■ EXERCISE PROMPT:
Reproduce exactly the lines from the one containing "fn dim(&self, text: &str)" through the last line of the records below, both included, and nothing else.

******

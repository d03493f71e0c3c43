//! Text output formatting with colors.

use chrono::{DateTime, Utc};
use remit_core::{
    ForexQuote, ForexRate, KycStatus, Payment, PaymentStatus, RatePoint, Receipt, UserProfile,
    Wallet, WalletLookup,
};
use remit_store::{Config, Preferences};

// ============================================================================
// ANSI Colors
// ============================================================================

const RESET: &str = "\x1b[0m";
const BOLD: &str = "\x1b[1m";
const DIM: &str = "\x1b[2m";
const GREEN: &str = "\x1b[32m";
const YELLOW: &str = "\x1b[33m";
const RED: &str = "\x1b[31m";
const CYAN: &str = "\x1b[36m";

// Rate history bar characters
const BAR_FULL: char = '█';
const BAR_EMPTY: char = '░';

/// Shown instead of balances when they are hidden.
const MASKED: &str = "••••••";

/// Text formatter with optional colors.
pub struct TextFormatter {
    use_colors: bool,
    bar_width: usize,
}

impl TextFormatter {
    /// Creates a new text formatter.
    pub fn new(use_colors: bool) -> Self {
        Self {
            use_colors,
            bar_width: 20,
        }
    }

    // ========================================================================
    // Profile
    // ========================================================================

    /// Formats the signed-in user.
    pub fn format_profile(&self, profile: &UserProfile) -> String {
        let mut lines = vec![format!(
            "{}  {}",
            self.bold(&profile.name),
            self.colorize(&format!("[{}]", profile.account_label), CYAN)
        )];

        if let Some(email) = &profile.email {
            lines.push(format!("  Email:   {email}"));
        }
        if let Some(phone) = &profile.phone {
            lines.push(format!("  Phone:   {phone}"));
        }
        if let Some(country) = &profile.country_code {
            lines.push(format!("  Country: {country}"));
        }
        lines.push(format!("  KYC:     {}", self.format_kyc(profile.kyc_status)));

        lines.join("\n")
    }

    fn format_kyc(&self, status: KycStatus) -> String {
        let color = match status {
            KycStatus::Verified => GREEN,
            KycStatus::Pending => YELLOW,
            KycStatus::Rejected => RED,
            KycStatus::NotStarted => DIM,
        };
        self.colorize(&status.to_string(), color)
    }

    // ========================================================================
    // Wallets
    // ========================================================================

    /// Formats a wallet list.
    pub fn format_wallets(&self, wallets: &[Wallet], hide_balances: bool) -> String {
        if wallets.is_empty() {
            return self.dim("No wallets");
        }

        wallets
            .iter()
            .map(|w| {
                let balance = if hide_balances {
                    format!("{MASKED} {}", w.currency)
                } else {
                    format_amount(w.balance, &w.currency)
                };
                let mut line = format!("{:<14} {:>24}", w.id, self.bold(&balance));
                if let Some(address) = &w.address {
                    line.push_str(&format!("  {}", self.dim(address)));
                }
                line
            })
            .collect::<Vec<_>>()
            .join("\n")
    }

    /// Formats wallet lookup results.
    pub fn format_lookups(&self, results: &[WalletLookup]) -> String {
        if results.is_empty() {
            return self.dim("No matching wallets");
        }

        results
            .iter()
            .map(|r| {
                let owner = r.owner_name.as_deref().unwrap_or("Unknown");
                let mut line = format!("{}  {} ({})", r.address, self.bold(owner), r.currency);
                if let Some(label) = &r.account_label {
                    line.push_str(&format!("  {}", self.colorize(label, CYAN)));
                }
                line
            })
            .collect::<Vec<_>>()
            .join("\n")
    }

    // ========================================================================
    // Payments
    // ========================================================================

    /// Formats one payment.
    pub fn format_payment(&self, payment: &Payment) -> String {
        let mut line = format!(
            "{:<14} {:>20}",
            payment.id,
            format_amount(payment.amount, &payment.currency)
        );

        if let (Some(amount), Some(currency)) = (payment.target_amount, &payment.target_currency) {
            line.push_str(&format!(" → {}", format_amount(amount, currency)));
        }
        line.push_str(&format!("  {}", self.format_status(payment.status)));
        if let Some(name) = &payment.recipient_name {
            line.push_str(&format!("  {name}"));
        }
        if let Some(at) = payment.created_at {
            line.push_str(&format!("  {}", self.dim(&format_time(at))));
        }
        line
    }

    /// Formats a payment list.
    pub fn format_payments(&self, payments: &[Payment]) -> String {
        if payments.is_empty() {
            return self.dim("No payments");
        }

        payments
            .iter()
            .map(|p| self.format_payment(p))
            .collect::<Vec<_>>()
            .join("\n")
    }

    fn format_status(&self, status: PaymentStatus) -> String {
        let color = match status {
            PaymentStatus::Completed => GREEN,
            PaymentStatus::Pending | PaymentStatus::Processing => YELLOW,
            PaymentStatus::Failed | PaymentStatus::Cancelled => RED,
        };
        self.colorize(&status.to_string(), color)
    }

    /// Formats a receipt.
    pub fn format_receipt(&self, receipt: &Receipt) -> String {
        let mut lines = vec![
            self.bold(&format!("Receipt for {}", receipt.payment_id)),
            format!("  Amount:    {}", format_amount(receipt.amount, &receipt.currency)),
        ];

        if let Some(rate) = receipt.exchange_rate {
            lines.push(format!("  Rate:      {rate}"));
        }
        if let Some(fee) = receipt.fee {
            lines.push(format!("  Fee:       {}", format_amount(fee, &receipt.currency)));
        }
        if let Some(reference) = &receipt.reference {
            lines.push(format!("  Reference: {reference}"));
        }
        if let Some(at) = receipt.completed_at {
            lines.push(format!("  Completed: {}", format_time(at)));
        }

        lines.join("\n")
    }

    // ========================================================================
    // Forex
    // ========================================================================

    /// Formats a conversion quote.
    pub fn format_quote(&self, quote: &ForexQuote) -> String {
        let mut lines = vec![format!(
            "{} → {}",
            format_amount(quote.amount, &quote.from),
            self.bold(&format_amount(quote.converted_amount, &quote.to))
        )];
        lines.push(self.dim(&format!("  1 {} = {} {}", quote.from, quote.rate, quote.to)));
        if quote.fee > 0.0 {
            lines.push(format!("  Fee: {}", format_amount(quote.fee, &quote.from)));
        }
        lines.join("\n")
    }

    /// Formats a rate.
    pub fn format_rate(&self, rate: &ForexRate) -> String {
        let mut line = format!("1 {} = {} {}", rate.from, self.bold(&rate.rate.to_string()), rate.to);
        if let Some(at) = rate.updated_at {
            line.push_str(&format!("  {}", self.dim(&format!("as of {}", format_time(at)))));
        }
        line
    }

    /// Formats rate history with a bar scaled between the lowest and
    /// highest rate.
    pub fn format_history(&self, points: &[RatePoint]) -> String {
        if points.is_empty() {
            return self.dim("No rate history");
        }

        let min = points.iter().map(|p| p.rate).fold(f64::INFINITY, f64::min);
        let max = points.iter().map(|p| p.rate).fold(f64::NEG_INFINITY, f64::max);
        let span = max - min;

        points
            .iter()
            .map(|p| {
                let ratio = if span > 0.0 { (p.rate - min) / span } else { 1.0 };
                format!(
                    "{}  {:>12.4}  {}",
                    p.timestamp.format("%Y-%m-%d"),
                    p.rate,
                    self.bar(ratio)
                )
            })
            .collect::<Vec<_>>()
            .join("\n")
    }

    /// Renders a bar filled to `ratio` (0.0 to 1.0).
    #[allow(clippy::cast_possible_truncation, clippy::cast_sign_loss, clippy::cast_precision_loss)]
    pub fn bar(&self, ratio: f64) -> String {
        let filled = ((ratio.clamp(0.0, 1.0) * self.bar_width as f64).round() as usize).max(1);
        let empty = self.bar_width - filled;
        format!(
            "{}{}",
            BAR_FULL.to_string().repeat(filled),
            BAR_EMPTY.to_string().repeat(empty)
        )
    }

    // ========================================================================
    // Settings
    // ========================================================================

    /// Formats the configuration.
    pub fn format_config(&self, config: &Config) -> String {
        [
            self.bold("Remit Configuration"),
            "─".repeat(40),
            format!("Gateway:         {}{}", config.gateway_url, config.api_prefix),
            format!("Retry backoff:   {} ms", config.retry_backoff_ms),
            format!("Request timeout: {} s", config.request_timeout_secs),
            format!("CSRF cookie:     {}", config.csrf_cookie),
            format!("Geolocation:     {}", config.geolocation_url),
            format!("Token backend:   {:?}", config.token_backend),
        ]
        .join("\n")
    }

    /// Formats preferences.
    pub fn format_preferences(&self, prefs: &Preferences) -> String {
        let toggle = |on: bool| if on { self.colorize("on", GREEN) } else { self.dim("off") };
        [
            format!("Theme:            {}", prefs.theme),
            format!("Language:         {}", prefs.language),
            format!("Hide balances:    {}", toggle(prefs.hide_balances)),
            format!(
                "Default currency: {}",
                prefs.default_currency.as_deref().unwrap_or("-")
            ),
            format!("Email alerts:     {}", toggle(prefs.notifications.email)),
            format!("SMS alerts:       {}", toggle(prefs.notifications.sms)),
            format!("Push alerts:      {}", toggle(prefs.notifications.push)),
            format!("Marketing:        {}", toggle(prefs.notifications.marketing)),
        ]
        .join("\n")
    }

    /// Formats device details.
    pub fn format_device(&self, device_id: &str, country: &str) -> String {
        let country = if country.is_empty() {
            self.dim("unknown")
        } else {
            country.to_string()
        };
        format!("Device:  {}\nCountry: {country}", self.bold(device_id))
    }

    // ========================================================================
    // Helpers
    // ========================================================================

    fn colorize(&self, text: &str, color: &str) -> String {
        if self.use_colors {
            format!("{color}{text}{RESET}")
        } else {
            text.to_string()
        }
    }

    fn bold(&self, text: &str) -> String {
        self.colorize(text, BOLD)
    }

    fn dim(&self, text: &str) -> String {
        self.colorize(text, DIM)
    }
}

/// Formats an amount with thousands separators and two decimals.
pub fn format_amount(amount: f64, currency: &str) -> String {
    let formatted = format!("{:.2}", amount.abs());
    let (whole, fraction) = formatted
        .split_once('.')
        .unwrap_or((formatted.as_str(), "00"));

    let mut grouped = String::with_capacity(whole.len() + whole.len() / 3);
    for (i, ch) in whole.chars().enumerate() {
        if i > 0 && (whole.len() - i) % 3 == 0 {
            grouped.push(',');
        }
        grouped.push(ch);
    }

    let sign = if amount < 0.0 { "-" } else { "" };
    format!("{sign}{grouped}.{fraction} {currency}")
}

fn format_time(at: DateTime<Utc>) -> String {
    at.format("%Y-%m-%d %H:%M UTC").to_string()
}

******

■ RESULT OF THE TASK:
    fn dim(&self, text: &str) -> String {
        self.colorize(text, DIM)
    }
}

/// Formats an amount with thousands separators and two decimals.
pub fn format_amount(amount: f64, currency: &str) -> String {
    let formatted = format!("{:.2}", amount.abs());
    let (whole, fraction) = formatted
        .split_once('.')
        .unwrap_or((formatted.as_str(), "00"));

    let mut grouped = String::with_capacity(whole.len() + whole.len() / 3);
    for (i, ch) in whole.chars().enumerate() {
        if i > 0 && (whole.len() - i) % 3 == 0 {
            grouped.push(',');
        }
        grouped.push(ch);
    }

    let sign = if amount < 0.0 { "-" } else { "" };
    format!("{sign}{grouped}.{fraction} {currency}")
}

fn format_time(at: DateTime<Utc>) -> String {
    at.format("%Y-%m-%d %H:%M UTC").to_string()
}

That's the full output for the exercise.